Dreams can come true, but we didn’t know that at the time, when Kevin Finn and I sat across from each other at the table during high school art class, talking about making movies. This was way before YouTube and digital video existed. I was the only person I knew who made movies, until then. Since Kevin and I both shared the same dream, of making a big feature film, we vowed, one day, we will team up to write/direct it together. But I thought that was just a pipe dream.
Fast forward sometime into the new millennium, we went our separate ways, living on opposite sides of the country, dividing and conquering, perhaps. I had made over 400 short films and videos, and established a popular website (Cinemassacre.com) and web series (The Angry Video Game Nerd). So the time was ripe, to finally make the big feature film. Kevin and I reunited, along with high school friend Sean Keegan, as producer.
It was a chance to work with old friends again, but it was also a chance to fully celebrate the character and brand that I had so successfully reached audience with. The film was 100% funded by fans, which showed true generosity, that others wanted to see me live my dream. It is the culmination of all my efforts.
We borrowed elements from many genres like action/ adventure / science fiction / horror. We have robots, giant monsters, aliens… all the things we love. All we wanted to do was make an entertaining film.
The story was very ambitious to pull off on the screen. We wrote something that would be better tailored for a multi-million dollar summer blockbuster, except it’s a low budget independent film. We hope the ambition and determination shine through. This film is not a Hollywood production. It is a do-it-yourself kind of project, made by regular people. I hope that young filmmakers are inspired to pursue their own dreams. I hope our film paves the way for more people to have the ability to do what we did. To me, filmmaking is art. Not business.

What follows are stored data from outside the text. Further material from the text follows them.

//! Reference resolution.
//!
//! Message, block and group bodies are stored as name-based references.
//! Before the parser can use them they are *expanded* (component blocks
//! spliced in) and *resolved* (names turned into tags, repeating blocks and
//! group references turned into [`ResolvedGroup`] nodes). The resolved form
//! contains no references by construction.

use std::collections::HashSet;

use flexfix_core::TagNum;

use crate::dictionary::{
    BlockKind, Dictionary, Error, ElementRef, FieldRef, ValidationError,
};

/// A fully resolved scalar field.
#[derive(Clone, Debug)]
pub struct ResolvedField {
    tag: TagNum,
    name: String,
    required: bool,
    length_field_tag: Option<TagNum>,
}

impl ResolvedField {
    pub fn tag(&self) -> TagNum {
        self.tag
    }

    pub fn name(&self) -> &str {
        &self.name
    }

    pub fn required(&self) -> bool {
        self.required
    }

    /// Tag of the associated length field, when this field is length coded.
    pub fn length_field_tag(&self) -> Option<TagNum> {
        self.length_field_tag
    }

    pub fn is_length_coded(&self) -> bool {
        self.length_field_tag.is_some()
    }
}

/// A fully resolved repeating group keyed by its count tag.
///
/// The first element of `elements` is the group's delimiter: its tag marks
/// the start of each instance on the wire.
#[derive(Clone, Debug)]
pub struct ResolvedGroup {
    tag: TagNum,
    name: String,
    required: bool,
    elements: Vec<ResolvedElement>,
}

impl ResolvedGroup {
    /// The count tag announcing the number of instances.
    pub fn tag(&self) -> TagNum {
        self.tag
    }

    pub fn name(&self) -> &str {
        &self.name
    }

    pub fn required(&self) -> bool {
        self.required
    }

    pub fn elements(&self) -> &[ResolvedElement] {
        &self.elements
    }

    /// Tag of the delimiter field opening every instance.
    pub fn delimiter(&self) -> TagNum {
        self.elements[0].tag()
    }

    /// Member of this group's body with the given tag, if any.
    pub fn find(&self, tag: TagNum) -> Option<&ResolvedElement> {
        self.elements.iter().find(|element| element.tag() == tag)
    }
}

/// A node of a resolved element tree: only scalars and groups, never
/// references.
#[derive(Clone, Debug)]
pub enum ResolvedElement {
    Field(ResolvedField),
    Group(ResolvedGroup),
}

impl ResolvedElement {
    pub fn tag(&self) -> TagNum {
        match self {
            ResolvedElement::Field(field) => field.tag(),
            ResolvedElement::Group(group) => group.tag(),
        }
    }

    pub fn name(&self) -> &str {
        match self {
            ResolvedElement::Field(field) => field.name(),
            ResolvedElement::Group(group) => group.name(),
        }
    }

    pub fn required(&self) -> bool {
        match self {
            ResolvedElement::Field(field) => field.required(),
            ResolvedElement::Group(group) => group.required(),
        }
    }

    pub fn as_field(&self) -> Option<&ResolvedField> {
        match self {
            ResolvedElement::Field(field) => Some(field),
            ResolvedElement::Group(_) => None,
        }
    }

    pub fn as_group(&self) -> Option<&ResolvedGroup> {
        match self {
            ResolvedElement::Group(group) => Some(group),
            ResolvedElement::Field(_) => None,
        }
    }
}

impl Dictionary {
    /// Recursively inlines `Component` block references, preserving field,
    /// group and repeating-block references unchanged in structure.
    pub fn expand(&self, refs: &[ElementRef]) -> Result<Vec<ElementRef>, Error> {
        let mut visited = HashSet::new();
        self.expand_impl(refs, &mut visited)
    }

    fn expand_impl(
        &self,
        refs: &[ElementRef],
        visited: &mut HashSet<String>,
    ) -> Result<Vec<ElementRef>, Error> {
        let mut expanded = Vec::with_capacity(refs.len());
        for element_ref in refs {
            match element_ref {
                ElementRef::Block(block_ref) => {
                    if block_ref.name.is_empty() {
                        return Err(ValidationError::MalformedDictionary(
                            "block reference with an empty name".into(),
                        )
                        .into());
                    }
                    let block = self.block(&block_ref.name).ok_or_else(|| {
                        ValidationError::UnresolvedReference(block_ref.name.clone())
                    })?;
                    match block.kind() {
                        BlockKind::Component => {
                            if !visited.insert(block_ref.name.clone()) {
                                return Err(ValidationError::MalformedDictionary(format!(
                                    "circular reference through block {}",
                                    block_ref.name
                                ))
                                .into());
                            }
                            let mut branch_visited = visited.clone();
                            expanded.extend(
                                self.expand_impl(block.elements(), &mut branch_visited)?,
                            );
                            visited.remove(&block_ref.name);
                        }
                        BlockKind::Repeating => expanded.push(element_ref.clone()),
                    }
                }
                ElementRef::Field(_) | ElementRef::Group(_) => expanded.push(element_ref.clone()),
            }
        }
        Ok(expanded)
    }

    /// Resolves a reference list into a tree of fields and groups.
    ///
    /// Component blocks are expanded first. A `Repeating` block becomes a
    /// group counted by the block's start field; a group reference becomes a
    /// group counted by the named field. Every name must resolve to a
    /// defined field or block, and group bodies must be non-empty.
    pub fn resolve(&self, refs: &[ElementRef]) -> Result<Vec<ResolvedElement>, Error> {
        let mut visited = HashSet::new();
        self.resolve_impl(refs, &mut visited)
    }

    fn resolve_impl(
        &self,
        refs: &[ElementRef],
        visited: &mut HashSet<String>,
    ) -> Result<Vec<ResolvedElement>, Error> {
        let expanded = self.expand_impl(refs, visited)?;

        let mut resolved = Vec::with_capacity(expanded.len());
        for element_ref in &expanded {
            match element_ref {
                ElementRef::Field(field_ref) => {
                    resolved.push(ResolvedElement::Field(self.resolve_field(field_ref)?));
                }
                ElementRef::Group(group_ref) => {
                    if group_ref.name.is_empty() {
                        return Err(ValidationError::MalformedDictionary(
                            "group reference with an empty name".into(),
                        )
                        .into());
                    }
                    let count_field = self.field_by_name(&group_ref.name).ok_or_else(|| {
                        ValidationError::UnresolvedReference(group_ref.name.clone())
                    })?;
                    if group_ref.elements.is_empty() {
                        return Err(
                            ValidationError::EmptyContainer(group_ref.name.clone()).into()
                        );
                    }
                    let mut branch_visited = visited.clone();
                    resolved.push(ResolvedElement::Group(ResolvedGroup {
                        tag: count_field.tag(),
                        name: group_ref.name.clone(),
                        required: group_ref.required,
                        elements: self.resolve_impl(&group_ref.elements, &mut branch_visited)?,
                    }));
                }
                ElementRef::Block(block_ref) => {
                    // Component blocks were inlined by expansion; only
                    // repeating blocks survive it.
                    let block = self.block(&block_ref.name).ok_or_else(|| {
                        ValidationError::UnresolvedReference(block_ref.name.clone())
                    })?;
                    let start_field_name = block.start_field().ok_or_else(|| {
                        ValidationError::MalformedDictionary(format!(
                            "repeating block {} has no start field",
                            block.name()
                        ))
                    })?;
                    let count_field = self.field_by_name(start_field_name).ok_or_else(|| {
                        ValidationError::UnresolvedReference(start_field_name.to_owned())
                    })?;
                    if !visited.insert(block_ref.name.clone()) {
                        return Err(ValidationError::MalformedDictionary(format!(
                            "circular reference through block {}",
                            block_ref.name
                        ))
                        .into());
                    }
                    let mut branch_visited = visited.clone();
                    let elements = self.resolve_impl(block.elements(), &mut branch_visited)?;
                    visited.remove(&block_ref.name);
                    if elements.is_empty() {
                        return Err(ValidationError::EmptyContainer(block_ref.name.clone()).into());
                    }
                    resolved.push(ResolvedElement::Group(ResolvedGroup {
                        tag: count_field.tag(),
                        name: block_ref.name.clone(),
                        required: block_ref.required,
                        elements,
                    }));
                }
            }
        }
        Ok(resolved)
    }

    fn resolve_field(&self, field_ref: &FieldRef) -> Result<ResolvedField, Error> {
        if field_ref.name.is_empty() {
            return Err(ValidationError::MalformedDictionary(
                "field reference with an empty name".into(),
            )
            .into());
        }
        let field = self
            .field_by_name(&field_ref.name)
            .ok_or_else(|| ValidationError::UnresolvedReference(field_ref.name.clone()))?;
        let length_field_tag = match field.length_field() {
            Some(length_field_name) => Some(
                self.field_by_name(length_field_name)
                    .ok_or_else(|| {
                        ValidationError::UnresolvedReference(length_field_name.to_owned())
                    })?
                    .tag(),
            ),
            None => None,
        };
        Ok(ResolvedField {
            tag: field.tag(),
            name: field.name().to_owned(),
            required: field_ref.required,
            length_field_tag,
        })
    }
}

That said, I don’t want to make it seem like it was all magical and great. It was a stressful ordeal, which we spent several years of our lives on. I’ve made many personal sacrifices. Like the Nerd character, I was on an adventure with many trials and tribulations, which I took my wife along with, who has been very hard-working behind the scenes. I went into the whole thing with simple intentions, but didn’t know what I was getting myself into. None of this can be explained in anything less than book-form.
With the final result, I am very happy about what we managed to accomplish. Dreams can turn into nightmares, but in the end, they become dreams again.
-James Rolfe
I’d like to formally apologize for breaking my father’s camcorder so many times as a teen and budding filmmaker. In those free-wheeling and formative years my two closest creative partners were James Rolfe and Sean Keegan. Today I’m pleased to report that little has changed- my collaborative cohorts are the same, and my father’s camcorder is still broken.

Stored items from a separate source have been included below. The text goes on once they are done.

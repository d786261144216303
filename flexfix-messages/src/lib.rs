//! Dictionary-driven FIX message codec for the FlexFIX engine.
//!
//! Inbound, [`Parser`] turns raw bytes into [`flexfix_core::FixMessage`]
//! containers against the schemas in a
//! [`flexfix_dictionary::VersionRegistry`]. Outbound, [`serialize`] emits
//! the canonical wire form and [`finalize`] stamps `SendingTime(52)`,
//! `BodyLength(9)` and `CheckSum(10)`.

pub mod parser;
pub mod serializer;

pub use parser::{ParseResult, Parser, ParserStatus};
pub use serializer::{
    EncodingError, Serializer, body_length, checksum, finalize, finalize_at, serialize,
};
#[test]
fn empty_group_count_yields_zero_instances() {
    let parser = Parser::new(registry());
    let buf = wire(
        "8=FIX.4.4|9=0|35=E|49=C|56=S|34=11|52=20100101-00:00:00.000|\
         66=L1|73=|10=000|",
    );
    let result = parser.parse(&buf, None, None, None);
    assert_eq!(result.status, ParserStatus::Complete);

    let message = result.message.unwrap();
    let group = message.body.group(73).unwrap();
    assert_eq!(group.content(), b"");
    assert!(group.instances().is_empty());
    assert_eq!(serialize(&message), buf);
}

#[test]
fn non_integer_group_count_is_tolerated() {
    let parser = Parser::new(registry());
    let buf = wire(
        "8=FIX.4.4|9=0|35=E|49=C|56=S|34=12|52=20100101-00:00:00.000|\
         66=L1|73=two|10=000|",
    );
    let result = parser.parse(&buf, None, None, None);
    assert_eq!(result.status, ParserStatus::Complete);
    let group = result.message.unwrap().body.group(73).cloned().unwrap();
    assert_eq!(group.content(), b"two");
    assert!(group.instances().is_empty());
}

#[test]
fn short_group_count_is_not_an_error() {
    let parser = Parser::new(registry());
    let buf = wire(
        "8=FIX.4.4|9=0|35=E|49=C|56=S|34=13|52=20100101-00:00:00.000|\
         66=L1|73=3|11=ORD1|67=1|10=000|",
    );
    let result = parser.parse(&buf, None, None, None);
    assert_eq!(result.status, ParserStatus::Complete);
    let message = result.message.unwrap();
    assert_eq!(message.body.group(73).unwrap().instances().len(), 1);
}

#[test]
fn stray_soh_between_instances_is_consumed() {
    let parser = Parser::new(registry());
    let buf = wire(
        "8=FIX.4.4|9=0|35=E|49=C|56=S|34=14|52=20100101-00:00:00.000|\
         66=L1|73=2|11=ORD1|67=1||11=ORD2|67=2|10=000|",
    );
    let result = parser.parse(&buf, None, None, None);
    assert_eq!(result.status, ParserStatus::Complete);
    let message = result.message.unwrap();
    assert_eq!(message.body.group(73).unwrap().instances().len(), 2);
}

#[test]
fn duplicate_tag_in_group_instance_is_malformed() {
    let parser = Parser::new(registry());
    let buf = wire(
        "8=FIX.4.4|9=0|35=E|49=C|56=S|34=15|52=20100101-00:00:00.000|\
         66=L1|73=1|11=ORD1|67=1|67=2|10=000|",
    );
    let result = parser.parse(&buf, None, None, None);
    assert_eq!(result.status, ParserStatus::Malformed);
    assert_eq!(result.consumed, 0);
}

#[test]
fn fixt_logon_uses_session_dictionary_body() {
    let parser = Parser::new(registry());
    let buf = wire(
        "8=FIXT.1.1|9=0|35=A|49=C|56=S|34=1|52=20100101-00:00:00.000|\
         98=0|108=30|1137=9|10=000|",
    );
    let result = parser.parse(&buf, None, None, None);
    assert_eq!(result.status, ParserStatus::Complete);
    let message = result.message.unwrap();
    assert_eq!(tags_of(&message.body), [98, 108, 1137]);
}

In particular James and I continued to make films together through college and in ’04 were now disoriented graduates. I remember sitting with him at some artsy, flop house barbecue in South Philadelphia. I had just made a music video that had aired on VH1 and James (despondent with his night gig at the liquor store) was wondering if this could be a viable way to make art for a living. All I knew is that I had lost money on every music video I made at the time. That summer had the feeling of trying to climb a staircase in the dark, fumbling for the feel of each new step. “You can’t make a living off of short films”, I told him with conviction. Of course youtube didn’t even exist yet.

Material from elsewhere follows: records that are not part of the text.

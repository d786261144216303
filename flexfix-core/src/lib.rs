//! Core types of the FlexFIX engine.
//!
//! This crate defines the wire-level element model shared by the codec and
//! the session layer:
//! - [`Element`] - a single tag=value field or a repeating group
//! - [`ElementList`] - an ordered element sequence with tag-indexed lookup
//! - [`FixMessage`] - header, body and trailer sections of one FIX message

mod element;
mod message;
pub mod tags;

pub use element::{Element, Field, Group};
pub use message::{ElementList, FixMessage};

/// FIX tag number. Tags are unsigned decimal integers in ASCII on the wire.
pub type TagNum = u32;

/// Value of a `BodyLength(9)`-style length field.
pub type Length = u32;

/// The FIX field terminator, byte 0x01.
pub const SOH: u8 = 0x01;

I eventually made the pilgrimage to Los Angeles to unite once again with my other creative partner Sean (and soon to be producer for the film). A late night phone call with James in ‘06 had me learning about the mythic Atari Landfill and how he wanted to incorporate this into one of his Cinemassacre videos- now starting to catch fire. I thought a mystery like that deserved to be a feature film and we began to write it. Thus began the process of Skype writing sessions and bi-coastal flights between the two of us. I started creative producing for Reality Television as a way to fund these trips and time off to write. Twelve-hour days on tv sets and then coming home exhausted to work on the film was the norm then for several years. Drafts later, themes started to emerge on the page that have always been important to me:
The movie’s villain, Dark Onward, is the xenophobic head boss of Area 51. And so the idea of xenophobia becomes prominent. His phobias have him erecting fences and pointing missiles at aliens, nerds, and anything foreign to him. His nationalism has made him blind to the fact that we are all one global community, spiritually akin not different. Onward’s failure to recognize this oneness leads him to self-destruct piece by piece. We’ve all been stuffed in the figurative locker and alienated by such bullies and we’ve all seen them come to a similar end. Nowadays much of the Internet has become a soothing anecdote for the world’s rampant divisiveness- a powerful way to connect. I hope that this film expands this international AVGN family as a place where you can come as you are and embrace your inner nerd.
I’d like to thank James and Sean for their loyalty and friendship throughout the years. I see our little film as the fictitious, fantastic, and magical take on the Atari Landfill legend and also our thank you to the fans. This is the story that gamers yearned for so much that they willed it into existence with a crowd source campaign. This is the film that the fans wanted so much that they endured long nights in the desert to act in as extras. This same fan support gave us over 80 visual effects artists and opened so many doors for us along the way. The family atmosphere they brought with them was a salve to our most arduous days and a way to reunite three old friends once again. I hope that when you watch it you feel at least some of that magic.